Richie and Eddie hanging all over each other was pretty normal. Like a constant. The two of them doing their own personal thing was about as expected as the sun coming up in the morning, or Stan looking on in disapproval when either of them got too rambunctious. It just was. They just were.
Well. So long as Rich didn't let it go too far. Because then it'd just be him, alone.
Or that was what he'd thought anyway -- it'd been one of his concerns for a long time now. That the secrets he had, he had to keep even though he had six best friends and that was more than a lot of people had. But some things just couldn't get out into the open. Some stuff wasn't safe with anyone.
Except here he was, standing in the middle of some tiny ass little town holding hands with Eddie and that was kind of going above and beyond what normal friends did, wasn't it? No thirteen year old boys wandered around holding hands. That wasn't a thing. He felt like he ought to say something but the concept of being serious sort of made him nauseous. So he just... let it happen and didn't bring it up.

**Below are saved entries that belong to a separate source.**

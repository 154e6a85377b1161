//! Short therapeutic recommendations for the report.
//!
//! A curated one-line text exists for the common gene and phenotype pairs.
//! Anything else falls back to the guideline text from the reference table,
//! stripped of citation markers and links, and finally to a fixed safe
//! sentence so the report never shows an empty cell.

use std::sync::LazyLock;

use pgx_model::{Gene, Phenotype};
use regex::Regex;

/// Used when neither the curated table nor the guideline text has anything.
pub const SAFE_FALLBACK: &str = "No hay recomendación específica en las guías cargadas para este \
fenotipo/diplotipo. Seguir ficha técnica y monitorizar estrechamente.";

static CITATION_REGEX: LazyLock<Regex> =
    LazyLock::new(|| Regex::new(r"\[.*?\]").expect("Invalid citation regex"));

static URL_REGEX: LazyLock<Regex> =
    LazyLock::new(|| Regex::new(r"https?://\S+").expect("Invalid URL regex"));

static WHITESPACE_REGEX: LazyLock<Regex> =
    LazyLock::new(|| Regex::new(r"\s+").expect("Invalid whitespace regex"));

/// Curated short text for a gene and phenotype.
pub fn short_recommendation(gene: Gene, phenotype: Phenotype) -> Option<&'static str> {
    let text = match (gene, phenotype) {
        (Gene::Dpyd, Phenotype::Normal) => "Dosis estándar según ficha técnica.",
        (Gene::Dpyd, Phenotype::Intermediate) => "Reducir dosis inicial; titular y monitorizar.",
        (Gene::Dpyd, Phenotype::Poor) => "Evitar fluoropirimidinas; valorar alternativas.",
        (Gene::Ugt1a1, Phenotype::Normal) => "Dosis estándar según ficha técnica.",
        (Gene::Ugt1a1, Phenotype::Intermediate) => {
            "Considerar reducción dosis; monitorizar neutropenia."
        }
        (Gene::Ugt1a1, Phenotype::Poor) => {
            "Reducir dosis inicial (30–50%); monitorización estrecha."
        }
        (Gene::Cyp2d6, Phenotype::Normal) => "Dosis estándar.",
        (Gene::Cyp2d6, Phenotype::Intermediate) => "Considerar terapia hormonal alternativa.",
        (Gene::Cyp2d6, Phenotype::Poor) => "Evitar tamoxifeno; alternativa terapéutica.",
        (Gene::Cyp2d6, Phenotype::Ultrarapid) => "Valorar alternativas según contexto.",
        _ => return None,
    };
    Some(text)
}

/// Removes "[...]" citations and URLs, then collapses whitespace.
pub fn clean_long_text(text: &str) -> String {
    let text = CITATION_REGEX.replace_all(text, "");
    let text = URL_REGEX.replace_all(&text, "");
    WHITESPACE_REGEX.replace_all(&text, " ").trim().to_string()
}

/// Resolves the recommendation shown for `gene` and `phenotype`.
///
/// Never returns an empty string.
pub fn resolve_recommendation(
    gene: Gene,
    phenotype: Phenotype,
    long_text: Option<&str>,
) -> String {
    if let Some(text) = short_recommendation(gene, phenotype) {
        return text.to_string();
    }
    let cleaned = clean_long_text(long_text.unwrap_or_default());
    if cleaned.is_empty() {
        SAFE_FALLBACK.to_string()
    } else {
        cleaned
    }
}
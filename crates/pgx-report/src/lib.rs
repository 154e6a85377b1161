//! Report generation for classified requests.
//!
//! - **Context**: patient, clinical and result values plus report metadata
//! - **Layout**: fixed column widths, soft line breaks and risk shading
//! - **Table**: the results table as a WordprocessingML fragment
//! - **Output**: collision-free JSON and XML artifacts

pub mod context;
pub mod layout;
pub mod output;
pub mod table;

pub use context::{ReportContext, ReportOptions};
pub use layout::{PageGeometry, RiskLevel, fit_column_widths, soft_breaks};
pub use output::{ReportArtifacts, ReportFormat, write_report};
pub use table::{results_table_xml, write_results_table};
//! Data model for the pharmacogenomic phenotype engine.

pub mod error;
pub mod gene;
pub mod marker;
pub mod phenotype;
pub mod reference;
pub mod request;
pub mod result;

pub use error::{ModelError, Result};
pub use gene::Gene;
pub use marker::{CypPhenotypeRow, MarkerDefinition, NO_CALL, RecommendationRow, WILD_TYPE};
pub use phenotype::Phenotype;
pub use reference::ReferenceData;
pub use request::{ClassificationRequest, ClinicalInfo, GeneInput, PatientInfo};
pub use result::{ClassificationOutcome, GeneResult, SummaryRow};

#[cfg(test)]
mod tests {
    use super::*;

    #[test]
    fn summary_row_uses_gene_specific_label() {
        let result = GeneResult {
            gene: Gene::Cyp2d6,
            diplotype: "*4/*4".to_string(),
            phenotype: Phenotype::Poor,
            recommendation: "Evitar tamoxifeno; alternativa terapéutica.".to_string(),
            polymorphism_notes: vec![],
            dropped_occurrences: 0,
        };
        let row = SummaryRow::from(&result);
        assert_eq!(row.phenotype, "Metabolizador pobre");
        assert_eq!(row.drug_of_interest, "Tamoxifeno");
        assert_eq!(row.category, Phenotype::Poor);
    }

    #[test]
    fn result_serializes_without_zero_dropped() {
        let result = GeneResult {
            gene: Gene::Dpyd,
            diplotype: "*1/*1".to_string(),
            phenotype: Phenotype::Normal,
            recommendation: "Dosis estándar según ficha técnica.".to_string(),
            polymorphism_notes: vec!["DPYD_2A (rs3918290): C/C".to_string()],
            dropped_occurrences: 0,
        };
        let json = serde_json::to_string(&result).expect("serialize result");
        assert!(!json.contains("dropped_occurrences"));
        assert!(json.contains("\"gene\":\"DPYD\""));
        let round: GeneResult = serde_json::from_str(&json).expect("deserialize result");
        assert_eq!(round, result);
    }
}
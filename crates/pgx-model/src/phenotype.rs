//! Metabolizer phenotype categories.
//!
//! Phenotypes are kept as a closed enum inside the engine. Display text is
//! produced only at the boundary, and depends on the gene: the poor
//! category reads "lento" for DPYD and UGT1A1 but "pobre" for CYP2D6.

use serde::{Deserialize, Serialize};
use std::fmt;

use crate::Gene;

/// Predicted drug-metabolizer category.
#[derive(Debug, Clone, Copy, PartialEq, Eq, Hash, PartialOrd, Ord, Serialize, Deserialize)]
#[serde(rename_all = "snake_case")]
pub enum Phenotype {
    /// Normal enzyme activity.
    Normal,
    /// Reduced enzyme activity.
    Intermediate,
    /// Little or no enzyme activity.
    Poor,
    /// Increased enzyme activity (CYP2D6 only).
    Ultrarapid,
    /// The input did not allow a call.
    Indeterminate,
}

impl Phenotype {
    /// Returns the English category name.
    pub fn as_str(&self) -> &'static str {
        match self {
            Phenotype::Normal => "Normal Metabolizer",
            Phenotype::Intermediate => "Intermediate Metabolizer",
            Phenotype::Poor => "Poor Metabolizer",
            Phenotype::Ultrarapid => "Ultrarapid Metabolizer",
            Phenotype::Indeterminate => "Indeterminate",
        }
    }

    /// Returns the Spanish display label used in the report for `gene`.
    pub fn label(&self, gene: Gene) -> &'static str {
        match (self, gene) {
            (Phenotype::Normal, _) => "Metabolizador normal",
            (Phenotype::Intermediate, _) => "Metabolizador intermedio",
            (Phenotype::Poor, Gene::Cyp2d6) => "Metabolizador pobre",
            (Phenotype::Poor, _) => "Metabolizador lento",
            (Phenotype::Ultrarapid, _) => "Metabolizador ultrarrápido",
            (Phenotype::Indeterminate, _) => "Indeterminado",
        }
    }

    /// Returns true for categories that call for a dosing change.
    pub fn is_actionable(&self) -> bool {
        matches!(
            self,
            Phenotype::Intermediate | Phenotype::Poor | Phenotype::Ultrarapid
        )
    }

    /// Classify a free-text phenotype label.
    ///
    /// Accepts the English summary labels of the CYP2D6 table as well as the
    /// Spanish labels used by the recommendation table. Matching is
    /// case-insensitive and keyword based.
    pub fn from_label(label: &str) -> Option<Self> {
        let lower = label.trim().to_lowercase();
        if lower.is_empty() {
            return None;
        }
        if lower.contains("ultra") {
            Some(Phenotype::Ultrarapid)
        } else if lower.contains("intermedi") {
            Some(Phenotype::Intermediate)
        } else if lower.contains("poor") || lower.contains("pobre") || lower.contains("lento") {
            Some(Phenotype::Poor)
        } else if lower.contains("normal") {
            Some(Phenotype::Normal)
        } else if lower.contains("indetermin") {
            Some(Phenotype::Indeterminate)
        } else {
            None
        }
    }

    /// Translate a CYP2D6 summary label by its leading word.
    ///
    /// Labels that start with none of the known categories are
    /// [`Phenotype::Indeterminate`].
    pub fn from_cyp_summary(summary: &str) -> Self {
        let summary = summary.trim();
        if summary.starts_with("Normal") {
            Phenotype::Normal
        } else if summary.starts_with("Intermediate") {
            Phenotype::Intermediate
        } else if summary.starts_with("Poor") {
            Phenotype::Poor
        } else if summary.starts_with("Ultrarapid") {
            Phenotype::Ultrarapid
        } else {
            Phenotype::Indeterminate
        }
    }
}

impl fmt::Display for Phenotype {
    fn fmt(&self, f: &mut fmt::Formatter<'_>) -> fmt::Result {
        write!(f, "{}", self.as_str())
    }
}

#[cfg(test)]
mod tests {
    use super::*;

    #[test]
    fn test_poor_label_depends_on_gene() {
        assert_eq!(Phenotype::Poor.label(Gene::Dpyd), "Metabolizador lento");
        assert_eq!(Phenotype::Poor.label(Gene::Ugt1a1), "Metabolizador lento");
        assert_eq!(Phenotype::Poor.label(Gene::Cyp2d6), "Metabolizador pobre");
    }

    #[test]
    fn test_from_label() {
        assert_eq!(
            Phenotype::from_label("Metabolizador lento"),
            Some(Phenotype::Poor)
        );
        assert_eq!(
            Phenotype::from_label("Intermediate Metabolizer"),
            Some(Phenotype::Intermediate)
        );
        assert_eq!(
            Phenotype::from_label("metabolizador ULTRARRÁPIDO"),
            Some(Phenotype::Ultrarapid)
        );
        assert_eq!(Phenotype::from_label("Indeterminado"), Some(Phenotype::Indeterminate));
        assert_eq!(Phenotype::from_label(""), None);
        assert_eq!(Phenotype::from_label("unknown"), None);
    }

    #[test]
    fn test_from_cyp_summary_uses_prefix() {
        assert_eq!(
            Phenotype::from_cyp_summary("Normal Metabolizer"),
            Phenotype::Normal
        );
        assert_eq!(
            Phenotype::from_cyp_summary("Ultrarapid Metabolizer"),
            Phenotype::Ultrarapid
        );
        assert_eq!(
            Phenotype::from_cyp_summary("Likely Intermediate Metabolizer"),
            Phenotype::Indeterminate
        );
    }
}
#![deny(unsafe_code)]

use std::path::Path;

use pgx_model::{Gene, RecommendationRow};
use tracing::warn;

use crate::error::ReferenceError;
use crate::tables::{TableKind, read_rows};

/// Parse the guideline recommendation table (`Gene`, `Phenotype`, `RecText`).
///
/// Rows for genes outside the panel are skipped with a warning.
pub fn parse_recommendations(
    path: &Path,
    kind: TableKind,
) -> Result<Vec<RecommendationRow>, ReferenceError> {
    let rows = read_rows(path, kind)?;
    let mut out = Vec::with_capacity(rows.len());
    for (idx, mut row) in rows.into_iter().enumerate() {
        let gene_raw = row.remove("Gene").unwrap_or_default();
        let gene = match gene_raw.parse::<Gene>() {
            Ok(gene) => gene,
            Err(_) => {
                warn!(row = idx, gene = %gene_raw, path = %path.display(), "skipping recommendation for unsupported gene");
                continue;
            }
        };
        out.push(RecommendationRow {
            gene,
            phenotype: row.remove("Phenotype").unwrap_or_default(),
            rec_text: row.remove("RecText").unwrap_or_default(),
        });
    }
    Ok(out)
}
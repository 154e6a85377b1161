//! `pgx` command line tool.

use std::io::{self, IsTerminal};

use anyhow::Result;
use clap::{ColorChoice, Parser};
use pgx_cli::logging::{LogConfig, LogFormat, init_logging};
use tracing::level_filters::LevelFilter;

mod cli;
mod commands;
mod summary;

use crate::cli::{Cli, Command, LogFormatArg, LogLevelArg, ReferenceCommand};
use crate::commands::{
    run_classify, run_markers, run_reference_doctor, run_reference_verify, run_report, run_stars,
};
use crate::summary::{print_outcome, print_report_result};

fn main() {
    let cli = Cli::parse();
    cli.color.write_global();
    let log_config = log_config_from_cli(&cli);
    if let Err(error) = init_logging(&log_config) {
        eprintln!("error: failed to initialize logging: {error}");
        std::process::exit(1);
    }
    let exit_code = match run(&cli) {
        Ok(()) => 0,
        Err(error) => {
            eprintln!("error: {error:#}");
            1
        }
    };
    std::process::exit(exit_code);
}

fn run(cli: &Cli) -> Result<()> {
    let reference_dir = cli.reference_dir.as_deref();
    match &cli.command {
        Command::Classify(args) => {
            let result = run_classify(reference_dir, args)?;
            if result.json {
                println!("{}", serde_json::to_string_pretty(&result.outcome)?);
            } else {
                print_outcome(&result.outcome);
            }
        }
        Command::Report(args) => {
            let result = run_report(reference_dir, args)?;
            print_report_result(&result.outcome, &result.artifacts);
        }
        Command::Stars(args) => run_stars(reference_dir, args)?,
        Command::Markers(args) => run_markers(reference_dir, args)?,
        Command::Reference(ReferenceCommand::Verify) => run_reference_verify(reference_dir)?,
        Command::Reference(ReferenceCommand::Doctor) => run_reference_doctor(reference_dir)?,
    }
    Ok(())
}

/// Build logging configuration from CLI flags with consistent precedence.
fn log_config_from_cli(cli: &Cli) -> LogConfig {
    let mut config = LogConfig {
        level_filter: cli.verbosity.tracing_level_filter(),
        ..LogConfig::default()
    };
    config.use_env_filter = !(cli.verbosity.is_present() || cli.log_level.is_some());
    if let Some(level) = cli.log_level {
        config.level_filter = match level {
            LogLevelArg::Error => LevelFilter::ERROR,
            LogLevelArg::Warn => LevelFilter::WARN,
            LogLevelArg::Info => LevelFilter::INFO,
            LogLevelArg::Debug => LevelFilter::DEBUG,
            LogLevelArg::Trace => LevelFilter::TRACE,
        };
    }
    config.format = match cli.log_format {
        LogFormatArg::Pretty => LogFormat::Pretty,
        LogFormatArg::Compact => LogFormat::Compact,
        LogFormatArg::Json => LogFormat::Json,
    };
    config.log_file = cli.log_file.clone();
    config.log_data = cli.log_data;
    config.with_ansi = match cli.color.color {
        ColorChoice::Always => true,
        ColorChoice::Never => false,
        ColorChoice::Auto => cli.log_file.is_none() && io::stderr().is_terminal(),
    };
    config
}
//! Report aggregation of the three gene results.

use pgx_model::{GeneResult, SummaryRow};

/// Builds the summary rows in report order: DPYD, CYP2D6, UGT1A1.
///
/// Nothing is ranked, filtered or merged.
pub fn summarize(dpyd: &GeneResult, cyp2d6: &GeneResult, ugt1a1: &GeneResult) -> Vec<SummaryRow> {
    [dpyd, cyp2d6, ugt1a1]
        .into_iter()
        .map(SummaryRow::from)
        .collect()
}

/// Joins the polymorphism notes of `results` with "; ", in iteration order.
pub fn join_polymorphisms<'a>(results: impl IntoIterator<Item = &'a GeneResult>) -> String {
    results
        .into_iter()
        .flat_map(|result| result.polymorphism_notes.iter().map(String::as_str))
        .collect::<Vec<_>>()
        .join("; ")
}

Richie didn't know who he was going to find behind the red door, and the more they focused on it, the more he was worried he was just making shit up. Like he was remembering something from a dream, or something. It didn't feel like an unsafe thought, but who really knew what that meant anyway?
He couldn't help but pause at that little huff though, the insistence that Eddie wouldn't grow up to be boring, because Richie was gonna be there, and he'd never let that happen. Even though that felt like it ought to be true, there was just...something about it that, for a short second, made Richie feel a kind of sadness that he'd never really felt before, and wasn't even really sure how to comprehend. He blinked away the watery feeling in his eyes and only gripped Eddie's hand tighter. "I think you overestimate the power of my great influence," he decided after a beat, trying to bring the levity back up within himself. "Hey, do you think we should just try the coffee shop for breakfast?" Bill felt like a lost cause, and that split second of hopelessness felt like more than enough for a lifetime.